» DATASET EXCERPTS:
::::::::::

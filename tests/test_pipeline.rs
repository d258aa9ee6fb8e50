//! End-to-end tests on a synthetic shrinking-lake world: a DEM with a
//! linear elevation gradient and a multi-year scene archive whose water
//! level wobbles around a fixed shoreline.

use chrono::{DateTime, TimeZone, Utc};
use lakesed::core::elevation::{ElevationCorrector, ElevationCorrectorParams};
use lakesed::{
    BoundingBox, CheckpointStore, EdgeSampler, FixedThreshold, IterationController,
    PipelineConfig, Raster, Scene, SceneCatalog, SceneCollection, SceneMetadata, SedError,
    SedimentPipeline, Sensor,
};
use ndarray::Array2;

const ROWS: usize = 24;
const COLS: usize = 24;

fn date(year: i32, month: u32, day: u32) -> DateTime<Utc> {
    Utc.with_ymd_and_hms(year, month, day, 10, 30, 0).unwrap()
}

fn aoi() -> BoundingBox {
    BoundingBox {
        min_lon: -7.2,
        max_lon: -7.0,
        min_lat: 13.4,
        max_lat: 13.6,
    }
}

/// DEM rising from 300 m by 0.5 m per column
fn test_dem() -> Raster {
    let mut dem = Array2::zeros((ROWS, COLS));
    for ((_, j), v) in dem.indexed_iter_mut() {
        *v = 300.0 + 0.5 * j as f32;
    }
    dem
}

/// Scene with open water wherever the DEM sits below `level`
fn scene_at_level(id: &str, timestamp: DateTime<Utc>, level: f32) -> Scene {
    let dem = test_dem();
    let mut water_index = Array2::from_elem((ROWS, COLS), -0.5f32);
    for ((i, j), v) in water_index.indexed_iter_mut() {
        if dem[[i, j]] < level {
            *v = 0.6;
        }
    }
    Scene {
        meta: SceneMetadata {
            id: id.to_string(),
            sensor: Sensor::Landsat7,
            timestamp,
            footprint: aoi(),
            cloud_cover: 3.0,
            nodata_cover: 1.0,
        },
        water_index,
        veg_index: Array2::from_elem((ROWS, COLS), 0.1),
        cloud: Array2::from_elem((ROWS, COLS), 0.0),
    }
}

/// Thirteen years of scenes, two per year, water level wobbling around 306 m
fn scene_archive() -> Vec<Scene> {
    let mut scenes = Vec::new();
    for (k, year) in (2000..=2012).enumerate() {
        let wobble = 0.3 * ((k % 3) as f32 - 1.0);
        scenes.push(scene_at_level(
            &format!("scene-{}-a", year),
            date(year, 1, 15),
            306.0 + wobble,
        ));
        scenes.push(scene_at_level(
            &format!("scene-{}-b", year),
            date(year, 6, 10),
            306.0 - wobble,
        ));
    }
    scenes
}

/// Archive with two shoreline reaches on the DEM gradient: a reference
/// reach (rows 0-7, water up to column 11) and a lakeward reach
/// (rows 13-23, water up to column 17), separated by a permanently
/// clouded strip. After year 7 the reference reach is lost to cloud, so
/// every later scene median jumps upward and the lakeward reach picks
/// up an apparent drawdown trend.
fn two_reach_archive() -> Vec<Scene> {
    (0..13i32)
        .map(|k| {
            let year = 2000 + k;
            let mut water_index = Array2::from_elem((ROWS, COLS), -0.5f32);
            for ((i, j), v) in water_index.indexed_iter_mut() {
                let open_cols = if i < 10 { 12 } else { 18 };
                if j < open_cols {
                    *v = 0.6;
                }
            }
            let mut cloud = Array2::from_elem((ROWS, COLS), 0.0f32);
            for ((i, _), c) in cloud.indexed_iter_mut() {
                if (8..=12).contains(&i) || (k >= 8 && i < 8) {
                    *c = 100.0;
                }
            }
            Scene {
                meta: SceneMetadata {
                    id: format!("reach-{}", year),
                    sensor: Sensor::Landsat7,
                    timestamp: date(year, 6, 10),
                    footprint: aoi(),
                    cloud_cover: if k >= 8 { 40.0 } else { 5.0 },
                    nodata_cover: 0.0,
                },
                water_index,
                veg_index: Array2::from_elem((ROWS, COLS), 0.1),
                cloud,
            }
        })
        .collect()
}

struct MemoryCatalog(Vec<Scene>);

impl SceneCatalog for MemoryCatalog {
    fn load_scenes(
        &self,
        _aoi: &BoundingBox,
        _sensors: &[Sensor],
        start_date: DateTime<Utc>,
        end_date: DateTime<Utc>,
    ) -> lakesed::SedResult<SceneCollection> {
        Ok(SceneCollection::new(
            self.0
                .iter()
                .filter(|s| s.meta.timestamp >= start_date && s.meta.timestamp < end_date)
                .cloned()
                .collect(),
        ))
    }
}

fn config(rounds: usize) -> PipelineConfig {
    let mut config = PipelineConfig::new(date(1999, 10, 1), date(2013, 10, 1));
    config.rounds = rounds;
    config
}

fn run_pipeline(rounds: usize, store: &CheckpointStore) -> Raster {
    let catalog = MemoryCatalog(scene_archive());
    let pipeline = SedimentPipeline::new(config(rounds));
    let balance = pipeline
        .run(
            &catalog,
            &aoi(),
            &[Sensor::Landsat7],
            &test_dem(),
            &FixedThreshold(0.0),
            store,
        )
        .expect("pipeline run failed");
    balance.filled
}

/// Bitwise raster equality; NaN compares equal to NaN
fn bit_identical(a: &Raster, b: &Raster) -> bool {
    a.dim() == b.dim()
        && a.iter()
            .zip(b.iter())
            .all(|(x, y)| x.to_bits() == y.to_bits())
}

#[test]
fn test_pipeline_is_deterministic() {
    let _ = env_logger::builder().is_test(true).try_init();
    let dir_a = tempfile::tempdir().unwrap();
    let dir_b = tempfile::tempdir().unwrap();
    let filled_a = run_pipeline(2, &CheckpointStore::open(dir_a.path()).unwrap());
    let filled_b = run_pipeline(2, &CheckpointStore::open(dir_b.path()).unwrap());
    assert!(bit_identical(&filled_a, &filled_b));
    // The shoreline band carries data
    assert!(filled_a.iter().any(|v| v.is_finite()));
}

#[test]
fn test_every_round_is_checkpointed() {
    let dir = tempfile::tempdir().unwrap();
    let store = CheckpointStore::open(dir.path()).unwrap();
    let filled = run_pipeline(3, &store);
    assert_eq!(store.latest_round().unwrap(), Some(3));
    // The last persisted surface is the pipeline output
    assert!(bit_identical(&store.read_filled(3).unwrap(), &filled));
    // Earlier rounds are readable, including their annual stacks
    let stack = store.read_stack(1).unwrap();
    assert_eq!(stack.bands.len(), 13);
    assert!(stack.bands.iter().all(|b| b.scene_count == 2));
}

#[test]
fn test_round_budgets_diverge_once_feedback_masks_trending_ground() {
    let run = |rounds: usize| -> Raster {
        let dir = tempfile::tempdir().unwrap();
        let store = CheckpointStore::open(dir.path()).unwrap();
        let catalog = MemoryCatalog(two_reach_archive());
        let pipeline = SedimentPipeline::new(config(rounds));
        pipeline
            .run(
                &catalog,
                &aoi(),
                &[Sensor::Landsat7],
                &test_dem(),
                &FixedThreshold(0.0),
                &store,
            )
            .expect("pipeline run failed")
            .filled
    };
    let filled_1 = run(1);
    let filled_8a = run(8);
    let filled_8b = run(8);

    // Identical inputs and round budgets reproduce bit-identically
    assert!(bit_identical(&filled_8a, &filled_8b));

    // Round 1 reports the lakeward reach's apparent drawdown; from round
    // 2 on the correction surface drops that reach from the reference
    // medians and its trend flattens out, so the budgets diverge
    assert!(filled_1[[18, 17]] < -0.01);
    assert_eq!(filled_8a[[18, 17]], 0.0);
    assert!(!bit_identical(&filled_1, &filled_8a));

    // The reference reach stays flat under both budgets
    assert_eq!(filled_1[[4, 11]], 0.0);
    assert_eq!(filled_8a[[4, 11]], 0.0);
}

#[test]
fn test_resume_completes_remaining_rounds() {
    let dir = tempfile::tempdir().unwrap();
    let store = CheckpointStore::open(dir.path()).unwrap();

    let catalog = MemoryCatalog(scene_archive());
    let pipeline = SedimentPipeline::new(config(2));
    let edges = pipeline
        .sample_edges(
            &catalog
                .load_scenes(&aoi(), &[Sensor::Landsat7], date(1999, 10, 1), date(2013, 10, 1))
                .unwrap(),
            &test_dem(),
            &FixedThreshold(0.0),
        )
        .unwrap();

    IterationController::new(config(2)).run(&edges, &store).unwrap();
    assert_eq!(store.latest_round().unwrap(), Some(2));

    // Resuming with a larger budget picks up after round 2
    IterationController::new(config(4)).resume(&edges, &store).unwrap();
    assert_eq!(store.latest_round().unwrap(), Some(4));
}

#[test]
fn test_fully_masked_scene_absent_from_corrected_set() {
    let mut clouded = scene_at_level("clouded", date(2005, 3, 1), 306.0);
    clouded.cloud.fill(100.0);
    let mut scenes = scene_archive();
    scenes.push(clouded);

    let sampler = EdgeSampler::default();
    let dem = test_dem();
    let edges: Vec<_> = scenes
        .iter()
        .map(|s| sampler.sample(s, &dem, &FixedThreshold(0.0)).unwrap())
        .collect();

    let corrector = ElevationCorrector::new(ElevationCorrectorParams {
        filter_outliers: false,
        ..Default::default()
    });
    let corrected = corrector.correct(&edges, None).unwrap();
    assert!(corrected.iter().all(|s| s.edge.meta.id != "clouded"));
    assert_eq!(corrected.len(), scenes.len() - 1);
}

#[test]
fn test_empty_catalog_is_fatal() {
    let dir = tempfile::tempdir().unwrap();
    let store = CheckpointStore::open(dir.path()).unwrap();
    let catalog = MemoryCatalog(Vec::new());
    let pipeline = SedimentPipeline::new(config(1));
    let result = pipeline.run(
        &catalog,
        &aoi(),
        &[Sensor::Landsat7],
        &test_dem(),
        &FixedThreshold(0.0),
        &store,
    );
    assert!(matches!(result, Err(SedError::EmptyInput(_))));
}

#[test]
fn test_empty_dem_is_fatal() {
    let dir = tempfile::tempdir().unwrap();
    let store = CheckpointStore::open(dir.path()).unwrap();
    let catalog = MemoryCatalog(scene_archive());
    let pipeline = SedimentPipeline::new(config(1));
    let dem = Array2::from_elem((ROWS, COLS), f32::NAN);
    let result = pipeline.run(
        &catalog,
        &aoi(),
        &[Sensor::Landsat7],
        &dem,
        &FixedThreshold(0.0),
        &store,
    );
    assert!(matches!(result, Err(SedError::EmptyInput(_))));
}
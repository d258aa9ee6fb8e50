//! Anniversary-aligned annual anomaly composites.
//!
//! Buckets per-scene anomalies into 12-month windows anchored on the
//! analysis start date's month and day, averages each bucket pixel-wise
//! and stacks the retained years into one multi-band raster.

use crate::core::calendar::anchored_date;
use crate::types::{AnnualBand, AnnualStack, SceneAnomaly, SedError, SedResult};
use chrono::{DateTime, Datelike, Utc};
use ndarray::Array2;

/// Annual aggregator
pub struct AnnualAggregator;

impl AnnualAggregator {
    /// Stack per-scene anomalies into annual composites.
    ///
    /// For each anniversary year Y in (start+1)..=end, the bucket covers
    /// [anchor(Y-1), anchor(Y)) where the anchor keeps the start date's
    /// month and day. Empty buckets are dropped; band year offsets are
    /// zero-based on the first full analysis year.
    pub fn aggregate(
        anomalies: &[SceneAnomaly],
        start_date: DateTime<Utc>,
        end_date: DateTime<Utc>,
    ) -> SedResult<AnnualStack> {
        if end_date <= start_date {
            return Err(SedError::Processing(format!(
                "Analysis window end {} precedes start {}",
                end_date, start_date
            )));
        }
        let dims = match anomalies.first() {
            Some(a) => a.values.dim(),
            None => {
                log::warn!("No anomalies to aggregate; annual stack is empty");
                return Ok(AnnualStack { bands: Vec::new() });
            }
        };

        let start_year = start_date.year();
        let end_year = end_date.year();
        let mut bands = Vec::new();
        for year in (start_year + 1)..=end_year {
            let window_start = anchored_date(year - 1, start_date.month(), start_date.day());
            let window_end = anchored_date(year, start_date.month(), start_date.day());
            let bucket: Vec<&SceneAnomaly> = anomalies
                .iter()
                .filter(|a| a.timestamp >= window_start && a.timestamp < window_end)
                .collect();
            if bucket.is_empty() {
                continue;
            }

            let mut sum = Array2::<f64>::zeros(dims);
            let mut pixel_count = Array2::<u32>::zeros(dims);
            for anomaly in &bucket {
                for ((i, j), v) in anomaly.values.indexed_iter() {
                    if v.is_finite() {
                        sum[[i, j]] += *v as f64;
                        pixel_count[[i, j]] += 1;
                    }
                }
            }
            let mut values = Array2::from_elem(dims, f32::NAN);
            for ((i, j), v) in values.indexed_iter_mut() {
                let n = pixel_count[[i, j]];
                if n > 0 {
                    *v = (sum[[i, j]] / n as f64) as f32;
                }
            }

            let year_offset = (year - (start_year + 1)) as i64;
            log::debug!(
                "Year offset {}: {} scenes in [{}, {})",
                year_offset,
                bucket.len(),
                window_start.date_naive(),
                window_end.date_naive()
            );
            bands.push(AnnualBand {
                values,
                pixel_count,
                scene_count: bucket.len(),
                year_offset,
            });
        }

        log::info!("Annual stack holds {} year bands", bands.len());
        Ok(AnnualStack { bands })
    }
}
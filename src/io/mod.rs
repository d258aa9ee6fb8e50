//! Collaborator interfaces and inter-round persistence

pub mod catalog;
pub mod checkpoint;

pub use catalog::SceneCatalog;
pub use checkpoint::CheckpointStore;
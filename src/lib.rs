//! Maze fabric: a randomly generated 2D grid of typed cells.
//!
//! This crate contains the algorithmic core of a maze game: grid topology, randomized
//! frontier-growth carving, room overlays, boundary repair for the fixed start and end cells, a
//! reachability check, and a flat string rendering of the grid. Everything a game layer needs is
//! reachable through [`Maze`]; the rest of such a game (windows, input, scoring) is out of scope
//! and expected to live in the embedding application.

#![expect(
    clippy::cargo_common_metadata,
    reason = "Temporary allow during development."
)]
#![expect(
    unused_crate_dependencies,
    reason = "The clap dependency is only used in the binary crate."
)]

pub mod cell;
pub mod config;
mod generator;
pub mod grid;
pub mod maze;
pub mod position;
mod render;
mod solver;

pub use cell::{Cell, CellType};
pub use maze::Maze;
pub use position::Position;
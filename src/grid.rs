//! Owned 2D cell container with bounds-checked access.
//!
//! This module contains the `Grid` struct holding the maze's cells in a fixed-size row-major
//! layout. The generation passes borrow the grid mutably in sequence; everything else reads it
//! through checked accessors.

use color_eyre::eyre::{eyre, Result};

use crate::{
    cell::{Cell, CellType},
    position::Position,
};

/// Fixed-size 2D array of cells.
///
/// This structure owns one cell per integer coordinate in `[0,width) x [0,height)`. All cells are
/// created once at construction with the wall type and are mutated in place afterwards; the grid
/// is never resized.
pub struct Grid {
    /// Width of the grid in cells.
    ///
    /// This field holds the number of columns, fixed for the lifetime of the maze.
    width: usize,
    /// Height of the grid in cells.
    ///
    /// This field holds the number of rows, fixed for the lifetime of the maze.
    height: usize,
    /// Backing storage for the cells in row-major order.
    ///
    /// This field holds exactly `width * height` cells; the cell at `(x, y)` lives at index
    /// `y * width + x`.
    cells: Vec<Cell>,
}

impl Grid {
    /// Allocates a new grid with every cell initialized to a wall.
    pub(crate) fn new(width: usize, height: usize) -> Self {
        let mut cells = Vec::with_capacity(width * height);
        for y in 0..height {
            for x in 0..width {
                cells.push(Cell::new(Position::new(x, y)));
            }
        }

        Self {
            width,
            height,
            cells,
        }
    }

    /// Returns the width of the grid in cells.
    pub const fn width(&self) -> usize {
        self.width
    }

    /// Returns the height of the grid in cells.
    pub const fn height(&self) -> usize {
        self.height
    }

    /// Computes the backing index for a position, if it is in bounds.
    fn index(&self, position: Position) -> Option<usize> {
        (position.x < self.width && position.y < self.height)
            .then(|| position.y * self.width + position.x)
    }

    /// Returns the cell at a position without failing on out-of-bounds coordinates.
    ///
    /// This accessor backs the traversal and generation code, which probe neighbor coordinates
    /// freely and treat anything outside the grid as absent.
    pub(crate) fn cell(&self, position: Position) -> Option<&Cell> {
        self.index(position).and_then(|idx| self.cells.get(idx))
    }

    /// Returns the type tag of the cell at a position, if it is in bounds.
    pub(crate) fn type_at(&self, position: Position) -> Option<CellType> {
        self.cell(position).map(Cell::cell_type)
    }

    /// Returns whether the cell at a position is in bounds and carries the given type.
    pub(crate) fn is_type(&self, position: Position, cell_type: CellType) -> bool {
        self.type_at(position) == Some(cell_type)
    }

    /// Returns the cell at the coordinate `(x, y)`.
    ///
    /// # Errors
    ///
    /// This function returns an error if `x` or `y` falls outside `[0,width)` or `[0,height)`
    /// respectively.
    pub fn get(&self, x: usize, y: usize) -> Result<&Cell> {
        self.cell(Position::new(x, y)).ok_or_else(|| {
            eyre!(
                "cell position ({x}, {y}) is outside the {}x{} grid",
                self.width,
                self.height
            )
        })
    }

    /// Rewrites the type tag of the cell at the coordinate `(x, y)`.
    ///
    /// No validation of legal transitions is performed; callers are responsible for semantic
    /// correctness.
    ///
    /// # Errors
    ///
    /// This function returns an error if `x` or `y` falls outside `[0,width)` or `[0,height)`
    /// respectively.
    pub fn set_type(&mut self, x: usize, y: usize, cell_type: CellType) -> Result<()> {
        let idx = self.index(Position::new(x, y)).ok_or_else(|| {
            eyre!(
                "cell position ({x}, {y}) is outside the {}x{} grid",
                self.width,
                self.height
            )
        })?;

        if let Some(cell) = self.cells.get_mut(idx) {
            cell.set_cell_type(cell_type);
        }

        Ok(())
    }

    /// Rewrites the type tag at a position, silently ignoring out-of-bounds coordinates.
    ///
    /// The generation passes only ever produce in-bounds positions, so the quiet variant keeps
    /// them free of error plumbing.
    pub(crate) fn set_type_at(&mut self, position: Position, cell_type: CellType) {
        if let Some(idx) = self.index(position) {
            if let Some(cell) = self.cells.get_mut(idx) {
                cell.set_cell_type(cell_type);
            }
        }
    }

    /// Returns the in-bounds orthogonal neighbors of a position.
    ///
    /// The neighbors are produced in the fixed order left, right, up, down; coordinates on the
    /// grid edge simply yield fewer entries.
    pub(crate) fn neighbors(&self, position: Position) -> Vec<Position> {
        let mut neighbors = Vec::with_capacity(4);

        if position.x != 0 {
            neighbors.push(Position::new(position.x - 1, position.y));
        }
        if position.x != self.width - 1 {
            neighbors.push(Position::new(position.x + 1, position.y));
        }
        if position.y != 0 {
            neighbors.push(Position::new(position.x, position.y - 1));
        }
        if position.y != self.height - 1 {
            neighbors.push(Position::new(position.x, position.y + 1));
        }

        neighbors
    }
}
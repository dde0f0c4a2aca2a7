//! Coordinate value type for addressing cells in the maze grid.

/// Immutable 2D integer coordinate.
///
/// This structure represents a single coordinate inside the maze grid. Positions compare and hash
/// by value, which lets traversal code track visited coordinates in a set without touching the
/// cells themselves.
#[derive(Clone, Copy, Debug, PartialEq, Eq, Hash)]
pub struct Position {
    /// Horizontal coordinate of the position.
    ///
    /// This field holds the column index, counted from the left edge of the grid starting at zero.
    pub x: usize,
    /// Vertical coordinate of the position.
    ///
    /// This field holds the row index, counted from the top edge of the grid starting at zero.
    pub y: usize,
}

impl Position {
    /// Creates a new position from its two coordinates.
    pub const fn new(x: usize, y: usize) -> Self {
        Self { x, y }
    }
}

#[cfg(test)]
mod tests {
    use std::collections::HashSet;

    use super::*;

    #[test]
    fn test_position_equality_by_value() {
        assert_eq!(Position::new(3, 7), Position::new(3, 7));
        assert_ne!(Position::new(3, 7), Position::new(7, 3));
    }

    #[test]
    fn test_position_hashes_by_value() {
        let mut set = HashSet::new();
        assert!(set.insert(Position::new(1, 2)));
        assert!(!set.insert(Position::new(1, 2)));
        assert!(set.insert(Position::new(2, 1)));
    }

    #[test]
    fn test_position_copy_semantics() {
        let original = Position::new(4, 5);
        let copied = original;

        assert_eq!(original, copied);
        assert_eq!(original.x, 4);
        assert_eq!(original.y, 5);
    }
}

::::::::::

Please go through the data above and copy every line that has the word "integer".

/// This structure owns one cell per integer coordinate in `[0,width) x [0,height)`. All cells are
/// Immutable 2D integer coordinate.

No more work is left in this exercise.